Przed nami wielka Wigilia w Domu Fundacji przy ul. Omulewskiej. Magiczny czas, pachnący choinką i mandarynkami, piernikiem. Świąteczne zapachy, wspólne gotowanie i strojenie domu.
Już od tygodnia mamy blisko dwumetrową, piękną choinkę, którą wraz z wychowawcą wnieśli chłopcy z naszego Domu Pawła. Młodsze dzieci z Domu Mikołaja na warsztatach artystycznych przygotowały świąteczny świecznik. Przyszli do nas kolędnicy, którzy porządnie rozśpiewali całą naszą fundacyjną rodzinę. Było ciepło, wesoło, magicznie.

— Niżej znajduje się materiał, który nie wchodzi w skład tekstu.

//! Types for the MCP initialization handshake and capability negotiation.

use serde::{Deserialize, Serialize};
use serde_json::Value;
use std::collections::HashMap;

use crate::version::ProtocolVersion;

/// Name and version of an MCP implementation.
#[derive(Debug, Clone, PartialEq, Serialize, Deserialize)]
#[serde(rename_all = "camelCase")]
pub struct Implementation {
    pub name: String,
    pub version: String,
}

impl Implementation {
    pub fn new(name: impl Into<String>, version: impl Into<String>) -> Self {
        Self {
            name: name.into(),
            version: version.into(),
        }
    }
}

/// Client-side roots capability.
#[derive(Debug, Clone, Default, PartialEq, Serialize, Deserialize)]
#[serde(rename_all = "camelCase")]
pub struct RootsCapabilities {
    /// Whether the client emits `notifications/roots/list_changed`.
    #[serde(skip_serializing_if = "Option::is_none")]
    pub list_changed: Option<bool>,
}

/// Client-side sampling capability. Presence alone is the declaration.
#[derive(Debug, Clone, Default, PartialEq, Serialize, Deserialize)]
pub struct SamplingCapabilities {}

/// Capabilities a client may declare.
#[derive(Debug, Clone, Default, PartialEq, Serialize, Deserialize)]
#[serde(rename_all = "camelCase")]
pub struct ClientCapabilities {
    #[serde(skip_serializing_if = "Option::is_none")]
    pub roots: Option<RootsCapabilities>,
    #[serde(skip_serializing_if = "Option::is_none")]
    pub sampling: Option<SamplingCapabilities>,
    #[serde(skip_serializing_if = "Option::is_none")]
    pub experimental: Option<HashMap<String, Value>>,
}

impl ClientCapabilities {
    pub fn with_roots(mut self, list_changed: bool) -> Self {
        self.roots = Some(RootsCapabilities {
            list_changed: Some(list_changed),
        });
        self
    }

    pub fn with_sampling(mut self) -> Self {
        self.sampling = Some(SamplingCapabilities {});
        self
    }
}

/// Server-side tools capability.
#[derive(Debug, Clone, Default, PartialEq, Serialize, Deserialize)]
#[serde(rename_all = "camelCase")]
pub struct ToolsCapabilities {
    #[serde(skip_serializing_if = "Option::is_none")]
    pub list_changed: Option<bool>,
}

/// Server-side resources capability.
#[derive(Debug, Clone, Default, PartialEq, Serialize, Deserialize)]
#[serde(rename_all = "camelCase")]
pub struct ResourcesCapabilities {
    #[serde(skip_serializing_if = "Option::is_none")]
    pub subscribe: Option<bool>,
    #[serde(skip_serializing_if = "Option::is_none")]
    pub list_changed: Option<bool>,
}

/// Server-side prompts capability.
#[derive(Debug, Clone, Default, PartialEq, Serialize, Deserialize)]
#[serde(rename_all = "camelCase")]
pub struct PromptsCapabilities {
    #[serde(skip_serializing_if = "Option::is_none")]
    pub list_changed: Option<bool>,
}

/// Server-side logging capability. Presence alone is the declaration.
#[derive(Debug, Clone, Default, PartialEq, Serialize, Deserialize)]
pub struct LoggingCapabilities {}

/// Capabilities a server may declare.
#[derive(Debug, Clone, Default, PartialEq, Serialize, Deserialize)]
#[serde(rename_all = "camelCase")]
pub struct ServerCapabilities {
    #[serde(skip_serializing_if = "Option::is_none")]
    pub tools: Option<ToolsCapabilities>,
    #[serde(skip_serializing_if = "Option::is_none")]
    pub resources: Option<ResourcesCapabilities>,
    #[serde(skip_serializing_if = "Option::is_none")]
    pub prompts: Option<PromptsCapabilities>,
    #[serde(skip_serializing_if = "Option::is_none")]
    pub logging: Option<LoggingCapabilities>,
    #[serde(skip_serializing_if = "Option::is_none")]
    pub experimental: Option<HashMap<String, Value>>,
}

impl ServerCapabilities {
    pub fn with_tools(mut self, list_changed: bool) -> Self {
        self.tools = Some(ToolsCapabilities {
            list_changed: Some(list_changed),
        });
        self
    }

    pub fn with_resources(mut self, subscribe: bool, list_changed: bool) -> Self {
        self.resources = Some(ResourcesCapabilities {
            subscribe: Some(subscribe),
            list_changed: Some(list_changed),
        });
        self
    }

    pub fn with_prompts(mut self, list_changed: bool) -> Self {
        self.prompts = Some(PromptsCapabilities {
            list_changed: Some(list_changed),
        });
        self
    }
}

/// Parameters of the `initialize` request.
#[derive(Debug, Clone, Serialize, Deserialize)]
#[serde(rename_all = "camelCase")]
pub struct InitializeRequest {
    pub protocol_version: String,
    pub capabilities: ClientCapabilities,
    pub client_info: Implementation,
}

impl InitializeRequest {
    pub fn new(
        protocol_version: ProtocolVersion,
        capabilities: ClientCapabilities,
        client_info: Implementation,
    ) -> Self {
        Self {
            protocol_version: protocol_version.as_str().to_string(),
            capabilities,
            client_info,
        }
    }
}

/// Result of the `initialize` request.
#[derive(Debug, Clone, Serialize, Deserialize)]
#[serde(rename_all = "camelCase")]
pub struct InitializeResult {
    pub protocol_version: String,
    pub capabilities: ServerCapabilities,
    pub server_info: Implementation,
    #[serde(skip_serializing_if = "Option::is_none")]
    pub instructions: Option<String>,
}

impl InitializeResult {
    pub fn new(
        protocol_version: ProtocolVersion,
        capabilities: ServerCapabilities,
        server_info: Implementation,
    ) -> Self {
        Self {
            protocol_version: protocol_version.as_str().to_string(),
            capabilities,
            server_info,
            instructions: None,
        }
    }

    pub fn with_instructions(mut self, instructions: impl Into<String>) -> Self {
        self.instructions = Some(instructions.into());
        self
    }
}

Dziś szykujemy się na Wigilię w Fundacji. W powietrzu pachnie mandarynkami i pierniczkami. Sercem Domu ponownie stała się kuchnia, z której wychodzą pyszne potrawy wigilijne. Co chwila wpada do nas kolejny wysłannik świętego Mikołaja z prezentami. To niełatwe zadanie! Nasze niezliczone i zapracowane elfy siedzą w tajemnych pokojach i pakują prezenty dla każdego dziecka, a dzieci wyczuwając ten najbardziej świąteczny, nadchodzący dzień, delikatnie rozglądają się za prezentem podpisanym ich imieniem: Gabi, Mela, Patryk, Ania.
Chcemy, by w każdym Domu, czas świąteczny kojarzył się właśnie w ten sposób. Dlatego w fundacyjnym Domu przy Omulewskiej 19, w okresie Świąt szczególnie dbamy o magię i pielęgnujemy rodzinność. Wierzymy, że w taki sposób tworzymy wspaniałe spotkania i momenty, ale i też wspomnienia, gdy nasze dzieci już trochę podrosną. Chcemy, by Święta w naszej fundacji, były dla nich wzorem domu i rodziny, który będą naśladować wraz ze swoimi bliskimi.